→ TASK GOAL
Each line in the records below that has the word "SymbolEncoder" should be copied.

══ SUPPLIED MATERIAL ══

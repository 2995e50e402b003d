use std::{borrow::Cow, iter};

use image::{imageops, imageops::FilterType, GrayImage, Luma};
use imageproc::contrast::otsu_level;

use super::DecodeHints;

// Images no wider than this get an upscaled pass when trying harder
const UPSCALE_LIMIT: u32 = 512;

// Prepare
//------------------------------------------------------------------------------

/// Grayscale variants of one image, in the order a decoder should try them.
///
/// The untouched image always comes first. Trying harder adds a globally
/// thresholded copy and, for small images, a 2x nearest neighbour upscale.
/// Assuming a pure barcode adds a copy with a light border, for synthetic
/// images that were cropped right up to the symbol.
///
/// Variants are built lazily, only once the iterator reaches them.
pub fn passes(img: &GrayImage, hints: DecodeHints) -> impl Iterator<Item = Cow<'_, GrayImage>> {
    let small = img.width().max(img.height()) <= UPSCALE_LIMIT;
    let variants: [(bool, fn(&GrayImage) -> GrayImage); 3] = [
        (hints.try_harder, binarize),
        (hints.try_harder && small, upscale),
        (hints.pure_barcode, pad),
    ];

    let rest = variants
        .into_iter()
        .filter(|&(on, _)| on)
        .map(move |(_, prepare)| Cow::Owned(prepare(img)));

    iter::once(Cow::Borrowed(img)).chain(rest)
}

/// Thresholds at the Otsu level of the image
pub fn binarize(img: &GrayImage) -> GrayImage {
    let level = otsu_level(img);
    let mut res = img.clone();
    res.pixels_mut().for_each(|p| *p = if p[0] > level { Luma([255]) } else { Luma([0]) });
    res
}

/// Nearest neighbour 2x upscale
pub fn upscale(img: &GrayImage) -> GrayImage {
    imageops::resize(img, img.width() * 2, img.height() * 2, FilterType::Nearest)
}

/// Surrounds the image with a light border an eighth of its larger side wide
pub fn pad(img: &GrayImage) -> GrayImage {
    let (w, h) = img.dimensions();
    let border = (w.max(h) / 8).max(1);
    let mut canvas = GrayImage::from_pixel(w + 2 * border, h + 2 * border, Luma([255]));
    imageops::replace(&mut canvas, img, border as i64, border as i64);
    canvas
}
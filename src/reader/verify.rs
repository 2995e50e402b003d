use tracing::debug;

use super::{load_png, DecodeHints, Decoder, SymbolDecoder};
use crate::common::{
    error::{MismatchError, QRResult},
    metadata::Strength,
};

/// First bytes of every PNG file
pub const PNG_SIGNATURE: [u8; 8] = [0x89, b'P', b'N', b'G', 0x0D, 0x0A, 0x1A, 0x0A];

// Verifier
//------------------------------------------------------------------------------

/// Decodes an image and compares the result byte for byte against the
/// expected text. No trimming, no case folding, no normalization.
pub struct Verifier<'a, D: Decoder> {
    decoder: &'a D,
    hints: DecodeHints,
}

impl<'a, D: Decoder> Verifier<'a, D> {
    pub fn new(decoder: &'a D) -> Self {
        Self { decoder, hints: DecodeHints::MAX_EFFORT }
    }

    pub fn hints(mut self, hints: DecodeHints) -> Self {
        self.hints = hints;
        self
    }

    /// `strength` is only recorded in a mismatch, it does not affect decoding.
    pub fn verify(&self, png: &[u8], expected: &str, strength: Strength) -> QRResult<()> {
        debug!(bytes = png.len(), "Verifying image...");
        let img = load_png(png)?;
        let decoded = self.decoder.decode(&img, self.hints)?;

        if decoded != expected {
            return Err(MismatchError::new(expected, decoded, strength).into());
        }

        debug!(strength = %strength, "Verification passed");
        Ok(())
    }
}

/// Checks that a PNG image holds a QR code reading exactly `expected`.
///
/// The strength used to produce the image is unknown here, so a mismatch
/// reports [`Strength::default()`] (Medium) as a placeholder.
///
/// ```rust
/// # fn main() -> Result<(), Box<dyn std::error::Error>> {
/// let qr = qrverify::QRBuilder::new("https://example.com").build()?;
/// qrverify::verify(qr.image(), "https://example.com")?;
/// assert!(qrverify::verify(qr.image(), "https://example.org").is_err());
/// # Ok(())
/// # }
/// ```
pub fn verify(png: &[u8], expected: &str) -> QRResult<()> {
    Verifier::new(&SymbolDecoder).verify(png, expected, Strength::default())
}

#[cfg(test)]
mod verify_tests {
    use std::cell::Cell;

    use image::{DynamicImage, GrayImage, ImageFormat, Luma};
    use test_case::test_case;

    use super::{verify, Verifier};
    use crate::builder::render::{Encoder, SymbolEncoder};
    use crate::common::{
        error::{DecodeError, QRError},
        metadata::Strength,
    };
    use crate::reader::{DecodeHints, Decoder};

    fn png(text: &str, strength: Strength) -> Vec<u8> {
        SymbolEncoder.encode(text, strength, 256, 256).unwrap().png
    }

    fn solid_png(luma: u8) -> Vec<u8> {
        let img = DynamicImage::ImageLuma8(GrayImage::from_pixel(128, 128, Luma([luma])));
        let mut buf = Vec::new();
        img.write_to(&mut std::io::Cursor::new(&mut buf), ImageFormat::Png).unwrap();
        buf
    }

    // Always reads back the same text, and remembers the hints it was given
    struct FixedDecoder {
        text: &'static str,
        hints: Cell<Option<DecodeHints>>,
    }

    impl Decoder for FixedDecoder {
        fn decode(&self, _img: &DynamicImage, hints: DecodeHints) -> Result<String, DecodeError> {
            self.hints.set(Some(hints));
            Ok(self.text.to_string())
        }
    }

    #[test]
    fn test_pass() {
        let data = "https://example.com";
        verify(&png(data, Strength::Medium), data).unwrap();
    }

    #[test_case("Test", "test"; "case")]
    #[test_case("test", "test "; "trailing space")]
    #[test_case("test", " test"; "leading space")]
    #[test_case("a\nb", "a\r\nb"; "line ending")]
    #[test_case("café", "cafe\u{301}"; "unicode normalization")]
    fn test_strict_comparison(encoded: &str, expected: &str) {
        let err = verify(&png(encoded, Strength::Medium), expected).unwrap_err();
        match err {
            QRError::Mismatch(m) => {
                assert_eq!(m.original(), expected);
                assert_eq!(m.decoded(), encoded);
                assert_eq!(m.original_len(), expected.len());
            }
            e => panic!("Expected mismatch, got {e:?}"),
        }
    }

    #[test]
    fn test_placeholder_strength() {
        let err = verify(&png("abc", Strength::Highest), "abd").unwrap_err();
        match err {
            QRError::Mismatch(m) => assert_eq!(m.strength(), Strength::default()),
            e => panic!("Expected mismatch, got {e:?}"),
        }
    }

    #[test]
    fn test_strength_recorded() {
        let decoder = FixedDecoder { text: "other", hints: Cell::new(None) };
        let err = Verifier::new(&decoder)
            .verify(&png("abc", Strength::Low), "abc", Strength::High)
            .unwrap_err();
        match err {
            QRError::Mismatch(m) => assert_eq!(m.strength(), Strength::High),
            e => panic!("Expected mismatch, got {e:?}"),
        }
    }

    #[test]
    fn test_max_effort_hints() {
        let decoder = FixedDecoder { text: "abc", hints: Cell::new(None) };
        Verifier::new(&decoder).verify(&png("abc", Strength::Low), "abc", Strength::Low).unwrap();
        assert_eq!(decoder.hints.get(), Some(DecodeHints::MAX_EFFORT));

        let hints = DecodeHints { try_harder: false, pure_barcode: false };
        Verifier::new(&decoder)
            .hints(hints)
            .verify(&png("abc", Strength::Low), "abc", Strength::Low)
            .unwrap();
        assert_eq!(decoder.hints.get(), Some(hints));
    }

    #[test_case(0; "black")]
    #[test_case(255; "white")]
    #[test_case(128; "gray")]
    fn test_solid_color_is_decode_failure(luma: u8) {
        let err = verify(&solid_png(luma), "anything").unwrap_err();
        assert!(matches!(err, QRError::DecodeFailure(_)), "Got {err:?}");
    }

    #[test]
    fn test_not_png() {
        let err = verify(b"not an image", "x").unwrap_err();
        assert!(matches!(err, QRError::DecodeFailure(DecodeError::NotPng)));
    }

    #[test]
    fn test_corrupt_png() {
        let mut data = png("corrupt", Strength::Medium);
        data.truncate(40);
        let err = verify(&data, "corrupt").unwrap_err();
        assert!(matches!(err, QRError::DecodeFailure(DecodeError::Container(_))));
    }

    #[test]
    fn test_decoder_not_called_on_bad_container() {
        let decoder = FixedDecoder { text: "x", hints: Cell::new(None) };
        let res = Verifier::new(&decoder).verify(b"\x89PNG broken", "x", Strength::Medium);
        assert!(res.is_err());
        assert_eq!(decoder.hints.get(), None);
    }
}
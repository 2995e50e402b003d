pub mod artifact;
pub mod escalate;
pub mod render;

pub use artifact::EncodedArtifact;
pub use escalate::encode_verified;
pub use render::{Encoder, Raster, SymbolEncoder, MAX_SIZE};

use crate::{
    common::{error::QRResult, metadata::Strength},
    reader::{Decoder, SymbolDecoder},
};

/// Image width and height used when none is given
pub const DEFAULT_SIZE: u32 = 256;

// Builder
//------------------------------------------------------------------------------

pub struct QRBuilder<'a> {
    text: &'a str,
    strength: Option<Strength>,
    size: u32,
}

impl<'a> QRBuilder<'a> {
    pub fn new(text: &'a str) -> Self {
        Self { text, strength: None, size: DEFAULT_SIZE }
    }

    pub fn text(&mut self, text: &'a str) -> &mut Self {
        self.text = text;
        self
    }

    /// Pins the error correction strength. A pinned strength is tried once and
    /// never escalated.
    pub fn strength(&mut self, strength: Strength) -> &mut Self {
        self.strength = Some(strength);
        self
    }

    /// Back to the default: start at [`Strength::Medium`] and escalate through
    /// [`Strength::LADDER`] until the code verifies.
    pub fn unset_strength(&mut self) -> &mut Self {
        self.strength = None;
        self
    }

    /// Width and height of the square output image, in pixels
    pub fn size(&mut self, size: u32) -> &mut Self {
        self.size = size;
        self
    }

    pub fn metadata(&self) -> String {
        match self.strength {
            Some(s) => format!("{{ Recovery: {s}, Size: {} }}", self.size),
            None => format!("{{ Recovery: Auto, Size: {} }}", self.size),
        }
    }

    pub fn build(&self) -> QRResult<EncodedArtifact> {
        self.build_with(&SymbolEncoder, &SymbolDecoder)
    }

    /// Same as [`build`](Self::build), with a custom encoder and decoder
    pub fn build_with<E: Encoder, D: Decoder>(
        &self,
        encoder: &E,
        decoder: &D,
    ) -> QRResult<EncodedArtifact> {
        tracing::debug!(bytes = self.text.len(), "Generating verified QR {}...", self.metadata());
        encode_verified(self.text, self.strength, self.size, encoder, decoder)
    }
}

/// Encodes `text` into a verified QR code.
///
/// `None` starts at Medium and escalates on verification failure, `Some` pins
/// the strength.
pub fn encode(text: &str, strength: Option<Strength>, size: u32) -> QRResult<EncodedArtifact> {
    encode_verified(text, strength, size, &SymbolEncoder, &SymbolDecoder)
}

═══

→ ANSWER BELOW
    use crate::builder::render::{Encoder, SymbolEncoder};
        SymbolEncoder.encode(text, strength, 256, 256).unwrap().png
pub use render::{Encoder, Raster, SymbolEncoder, MAX_SIZE};
        self.build_with(&SymbolEncoder, &SymbolDecoder)
    encode_verified(text, strength, size, &SymbolEncoder, &SymbolDecoder)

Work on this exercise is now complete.